The New York Times (NYT) published an article to unveil the baseless manuscript, pointing out that the study is “disreputable and dangerous”.

According to NYT, the publication is the second in a series from a team led by Yan, who released an initial paper on Sept. 14, also not peer-reviewed, asserting that the virus was synthetic.

The article interviewed several experts in the field, all demonstrating why Yan’s two publications are “ridiculous and unfounded”.

“It’s masquerading as scientific evidence, but really it’s just a dumpster fire,” said Angela Rasmussen, a virologist at Columbia University.
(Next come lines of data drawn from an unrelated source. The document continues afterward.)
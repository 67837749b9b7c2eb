//! Store configuration and TOML loading.

use std::fs;
use std::path::Path;

use serde::Deserialize;

use crate::primitives::hash::HashKind;
use crate::pager::page::PAGE_HEADER_SIZE;
use crate::types::{Result, StoreError, RECORD_SIZE};

/// Records per page when no size is configured.
pub const DEFAULT_PAGE_SIZE: usize = 100;

/// Pages kept by the reader's flat-record cache by default.
pub const DEFAULT_CACHE_PAGES: usize = 1;

/// Durability applied after each page write.
#[derive(Debug, Default, Clone, Copy, PartialEq, Eq, Deserialize)]
#[serde(rename_all = "lowercase")]
pub enum Synchronous {
    /// `fsync` after every page write.
    Full,
    /// Rely on positional writes being visible to later reads.
    #[default]
    Normal,
}

impl Synchronous {
    /// Returns the string representation of the mode.
    pub fn as_str(self) -> &'static str {
        match self {
            Synchronous::Full => "full",
            Synchronous::Normal => "normal",
        }
    }
}

/// Configuration supplied when opening a store.
#[derive(Debug, Clone, PartialEq, Eq, Deserialize)]
#[serde(default, deny_unknown_fields)]
pub struct StoreOptions {
    /// Records per page. Must match between every writer and reader of a file.
    pub page_size: usize,
    /// Hash strategy used to place keys.
    pub hash: HashKind,
    /// Sync behaviour after page writes.
    pub synchronous: Synchronous,
    /// Whether caller-visible operations feed the I/O counters.
    pub count_io: bool,
    /// Capacity of the reader's page cache used by flat record lookups.
    pub cache_pages: usize,
    /// Discard any existing file contents on open.
    pub truncate: bool,
}

impl Default for StoreOptions {
    fn default() -> Self {
        Self {
            page_size: DEFAULT_PAGE_SIZE,
            hash: HashKind::default(),
            synchronous: Synchronous::default(),
            count_io: true,
            cache_pages: DEFAULT_CACHE_PAGES,
            truncate: true,
        }
    }
}

impl StoreOptions {
    /// Default options with every write synced to disk.
    pub fn durable() -> Self {
        Self {
            synchronous: Synchronous::Full,
            ..Self::default()
        }
    }

    /// Sets the number of records per page.
    pub fn page_size(mut self, page_size: usize) -> Self {
        self.page_size = page_size;
        self
    }

    /// Sets the hash strategy.
    pub fn hash(mut self, hash: HashKind) -> Self {
        self.hash = hash;
        self
    }

    /// Sets the sync mode.
    pub fn synchronous(mut self, synchronous: Synchronous) -> Self {
        self.synchronous = synchronous;
        self
    }

    /// Enables or disables I/O counting.
    pub fn count_io(mut self, count_io: bool) -> Self {
        self.count_io = count_io;
        self
    }

    /// Sets the reader cache capacity in pages.
    pub fn cache_pages(mut self, cache_pages: usize) -> Self {
        self.cache_pages = cache_pages;
        self
    }

    /// Chooses between starting fresh and reopening existing contents.
    pub fn truncate(mut self, truncate: bool) -> Self {
        self.truncate = truncate;
        self
    }

    /// Checks option ranges.
    pub fn validate(&self) -> Result<()> {
        if self.page_size == 0 {
            return Err(StoreError::InvalidArgument(
                "page size must hold at least one record".into(),
            ));
        }
        let bytes = self
            .page_size
            .checked_mul(RECORD_SIZE)
            .and_then(|bytes| bytes.checked_add(PAGE_HEADER_SIZE));
        match bytes {
            Some(bytes) if u32::try_from(bytes).is_ok() => {}
            _ => {
                return Err(StoreError::InvalidArgument(format!(
                    "page size {} produces an oversized block",
                    self.page_size
                )))
            }
        }
        if self.cache_pages == 0 {
            return Err(StoreError::InvalidArgument(
                "cache must hold at least one page".into(),
            ));
        }
        Ok(())
    }

    /// Parses options from TOML text; missing keys keep their defaults.
    pub fn from_toml_str(text: &str) -> Result<Self> {
        let options: Self = toml::from_str(text).map_err(|err| StoreError::Config {
            path: None,
            message: err.to_string(),
        })?;
        options.validate()?;
        Ok(options)
    }

    /// Loads options from a TOML file.
    pub fn from_toml_file(path: impl AsRef<Path>) -> Result<Self> {
        let path = path.as_ref();
        let text = fs::read_to_string(path)?;
        Self::from_toml_str(&text).map_err(|err| match err {
            StoreError::Config { message, .. } => StoreError::Config {
                path: Some(path.to_path_buf()),
                message,
            },
            other => other,
        })
    }
}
The article said that Yan, who left her position as a postdoctoral research fellow at Hong Kong University for undisclosed reasons some time ago and then fled to the US, listed with her colleagues on the paper as affiliated with the Rule of Law Society, a non-profit whose founders include Steve Bannon.

“That alone should give people pause,” said the article, citing Dr. Rasmussen, the former White House chief strategist.

In the article, experts said that Yan’s first publication was “full of contradictory statements and unsound interpretations” of genetic data from viruses, while the second was “even more unhinged than the first”.

“We have a very good picture of how a virus of this kind could circulate and spill over into human beings,” said Brandon Ogbunu in the article, a disease ecologist at Yale University. He suggested that so far, there is no evidence to support a synthetic source for the virus.